An open API service indexing awesome lists of open source software.

https://github.com/pinecone-io/spark-pinecone

The Apache Spark connector for Pinecone
https://github.com/pinecone-io/spark-pinecone

Last synced: about 2 months ago
JSON representation

The Apache Spark connector for Pinecone

Awesome Lists containing this project

README

        

# spark-pinecone
The official [pinecone.io](https://pinecone.io) spark connector.

## Features
- Please note that the connector's write operation is not atomic - some vectors might be written while others aren't if the operation is stopped or if it fails.
In practice this shouldn't cause a serious issue.
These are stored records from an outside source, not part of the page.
use conductor_core::{ConductorError, ConductorResult, FanInPolicy};
use serde::{Deserialize, Serialize};
use std::time::Duration;

/// Tunables of the orchestration loop.
///
/// Every field has a default, so a partial `[orchestrator]` table is accepted.
#[derive(Debug, Clone, PartialEq, Serialize, Deserialize)]
#[serde(default)]
pub struct OrchestratorConfig {
    /// Iterations allowed before the loop stops on RETRY / EXTEND_PLAN.
    pub max_iterations: u32,
    /// Upper bound of one OBSERVATION wait.
    pub observation_timeout_secs: u64,
    /// Longest a result waiter sleeps between scans.
    pub poll_interval_ms: u64,
    /// Fan-in used until a policy says otherwise.
    pub fan_in: FanInPolicy,
    /// `timeout_sec` stamped on every dispatch.
    pub default_task_timeout_secs: u64,
    /// Capabilities known to exist; exposed to policies.
    pub capability_registry: Vec<String>,
    /// Drop the session's results and mailbox from the bus once `execute` returns.
    pub clear_bus_on_finish: bool,
}

impl Default for OrchestratorConfig {
    fn default() -> Self {
        Self {
            max_iterations: 10,
            observation_timeout_secs: 300,
            poll_interval_ms: 100,
            fan_in: FanInPolicy::default(),
            default_task_timeout_secs: 300,
            capability_registry: Vec::new(),
            clear_bus_on_finish: true,
        }
    }
}

impl OrchestratorConfig {
    pub fn observation_timeout(&self) -> Duration {
        Duration::from_secs(self.observation_timeout_secs)
    }

    pub fn poll_interval(&self) -> Duration {
        Duration::from_millis(self.poll_interval_ms)
    }

    pub fn validate(&self) -> ConductorResult<()> {
        if self.max_iterations == 0 {
            return Err(ConductorError::Config(
                "max_iterations must be at least 1".into(),
            ));
        }
        if self.poll_interval_ms == 0 {
            return Err(ConductorError::Config(
                "poll_interval_ms must be positive".into(),
            ));
        }
        if !(0.0..=1.0).contains(&self.fan_in.threshold) {
            return Err(ConductorError::Config(format!(
                "fan_in.threshold must be within [0, 1], got {}",
                self.fan_in.threshold
            )));
        }
        Ok(())
    }
}

#[cfg(test)]
#[allow(clippy::unwrap_used, clippy::expect_used)]
mod tests {
    use super::*;
    use conductor_core::FanInMode;

    #[test]
    fn test_partial_config_uses_defaults() {
        let cfg: OrchestratorConfig =
            serde_json::from_str(r#"{"max_iterations": 3, "fan_in": {"mode": "any"}}"#).unwrap();
        assert_eq!(cfg.max_iterations, 3);
        assert_eq!(cfg.fan_in.mode, FanInMode::Any);
        assert!((cfg.fan_in.threshold - 0.7).abs() < f64::EPSILON);
        assert_eq!(cfg.observation_timeout(), Duration::from_secs(300));
        assert!(cfg.clear_bus_on_finish);
        cfg.validate().unwrap();
    }

    #[test]
    fn test_validation() {
        let zero = OrchestratorConfig {
            max_iterations: 0,
            ..Default::default()
        };
        assert!(zero.validate().is_err());

        let mut bad_threshold = OrchestratorConfig::default();
        bad_threshold.fan_in.threshold = 1.5;
        assert!(bad_threshold.validate().is_err());
    }
}
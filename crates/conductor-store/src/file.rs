use crate::store::{DecisionFilter, StateStore};
use async_trait::async_trait;
use conductor_core::{ConductorError, ConductorResult, DecisionLog, OrchestrationState, StateKey};
use serde::de::DeserializeOwned;
use serde::Serialize;
use std::path::{Path, PathBuf};
use tokio::io::AsyncWriteExt;
use tokio::sync::Mutex;
use tracing::debug;

const STATES_SUFFIX: &str = ".states.jsonl";
const DECISIONS_SUFFIX: &str = ".decisions.jsonl";

/// File-based store: one append-only JSONL file per session and record kind.
pub struct FileStateStore {
    dir: PathBuf,
    /// Serializes the duplicate check with the append that follows it.
    write_lock: Mutex<()>,
}

impl FileStateStore {
    pub async fn new(dir: PathBuf) -> ConductorResult<Self> {
        tokio::fs::create_dir_all(&dir).await?;
        Ok(Self {
            dir,
            write_lock: Mutex::new(()),
        })
    }

    pub fn dir(&self) -> &Path {
        &self.dir
    }

    fn states_path(&self, session_id: &str) -> ConductorResult<PathBuf> {
        validate_session_id(session_id)?;
        Ok(self.dir.join(format!("{session_id}{STATES_SUFFIX}")))
    }

    fn decisions_path(&self, session_id: &str) -> ConductorResult<PathBuf> {
        validate_session_id(session_id)?;
        Ok(self.dir.join(format!("{session_id}{DECISIONS_SUFFIX}")))
    }

    async fn read_all_decisions(&self) -> ConductorResult<Vec<DecisionLog>> {
        let mut logs = Vec::new();
        let mut entries = tokio::fs::read_dir(&self.dir).await?;
        while let Some(entry) = entries.next_entry().await? {
            if let Some(name) = entry.file_name().to_str() {
                if name.ends_with(DECISIONS_SUFFIX) {
                    logs.extend(read_jsonl::<DecisionLog>(&entry.path()).await?);
                }
            }
        }
        Ok(logs)
    }
}

/// Session ids become file names, so only a conservative alphabet is allowed.
fn validate_session_id(session_id: &str) -> ConductorResult<()> {
    let valid = !session_id.is_empty()
        && !session_id.starts_with('.')
        && session_id
            .chars()
            .all(|c| c.is_ascii_alphanumeric() || matches!(c, '-' | '_' | '.'));
    if valid {
        Ok(())
    } else {
        Err(ConductorError::Store(format!(
            "Invalid session id for file store: {session_id:?}"
        )))
    }
}

async fn read_jsonl<T: DeserializeOwned>(path: &Path) -> ConductorResult<Vec<T>> {
    if !path.exists() {
        return Ok(Vec::new());
    }
    let data = tokio::fs::read_to_string(path).await?;
    data.lines()
        .filter(|l| !l.trim().is_empty())
        .map(|l| {
            serde_json::from_str(l).map_err(|e| {
                ConductorError::Store(format!("Corrupt record in {}: {e}", path.display()))
            })
        })
        .collect()
}

async fn append_jsonl<T: Serialize>(path: &Path, record: &T) -> ConductorResult<()> {
    let mut file = tokio::fs::OpenOptions::new()
        .create(true)
        .append(true)
        .open(path)
        .await?;
    let mut line = serde_json::to_string(record)?;
    line.push('\n');
    file.write_all(line.as_bytes()).await?;
    file.flush().await?;
    Ok(())
}

#[async_trait]
impl StateStore for FileStateStore {
    async fn create_state(&self, state: &OrchestrationState) -> ConductorResult<()> {
        let path = self.states_path(&state.session_id)?;
        let key = state.key();
        let _guard = self.write_lock.lock().await;

        let existing: Vec<OrchestrationState> = read_jsonl(&path).await?;
        if existing.iter().any(|s| s.key() == key) {
            return Err(ConductorError::Duplicate(format!("state {key}")));
        }
        append_jsonl(&path, state).await?;
        debug!(key = %key, "State persisted");
        Ok(())
    }

    async fn get_state(&self, key: &StateKey) -> ConductorResult<Option<OrchestrationState>> {
        let path = self.states_path(&key.session_id)?;
        let states: Vec<OrchestrationState> = read_jsonl(&path).await?;
        Ok(states.into_iter().find(|s| &s.key() == key))
    }

    async fn states_for_session(
        &self,
        session_id: &str,
    ) -> ConductorResult<Vec<OrchestrationState>> {
        let path = self.states_path(session_id)?;
        let mut states: Vec<OrchestrationState> = read_jsonl(&path).await?;
        states.sort_by_key(|s| (s.iteration, s.phase.ordinal()));
        Ok(states)
    }

    async fn append_decision(&self, log: &DecisionLog) -> ConductorResult<()> {
        let path = self.decisions_path(&log.session_id)?;
        let key = log.key();
        let _guard = self.write_lock.lock().await;

        let existing: Vec<DecisionLog> = read_jsonl(&path).await?;
        if existing.iter().any(|l| l.key() == key) {
            return Err(ConductorError::Duplicate(format!("decision {key}")));
        }
        append_jsonl(&path, log).await
    }

    async fn query_decisions(&self, filter: &DecisionFilter) -> ConductorResult<Vec<DecisionLog>> {
        let logs = match filter.session_id.as_deref() {
            Some(session_id) => read_jsonl(&self.decisions_path(session_id)?).await?,
            None => self.read_all_decisions().await?,
        };
        Ok(filter.apply(logs))
    }

    async fn list_sessions(&self) -> ConductorResult<Vec<String>> {
        let mut entries = tokio::fs::read_dir(&self.dir).await?;
        let mut ids = Vec::new();
        while let Some(entry) = entries.next_entry().await? {
            if let Some(name) = entry.file_name().to_str() {
                if let Some(stem) = name.strip_suffix(STATES_SUFFIX) {
                    ids.push(stem.to_string());
                }
            }
        }
        ids.sort();
        Ok(ids)
    }
}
Pinecone is an idempotent key-value store. Re-running the job will result in the desired state without a need to clear the index or calculate some delta from the source data.
- The client currently only supports batch writing of data into pinecone from a specific schema (see the example below).
If you need to use the connector with a streaming pipeline, it is recommended to use a function like `foreachBatch`.

## Support
This client currently supports Spark 3.5.0, Scala 2.12.X or 2.13.X and Java 8+.
- For Scala 2.12, use `spark-pinecone_2.12.jar`: https://central.sonatype.com/artifact/io.pinecone/spark-pinecone_2.12.
- For Scala 2.13, use `spark-pinecone_2.13.jar`: https://central.sonatype.com/artifact/io.pinecone/spark-pinecone_2.13.

Make sure to add the correct JAR file to your project's dependencies according to your Scala version.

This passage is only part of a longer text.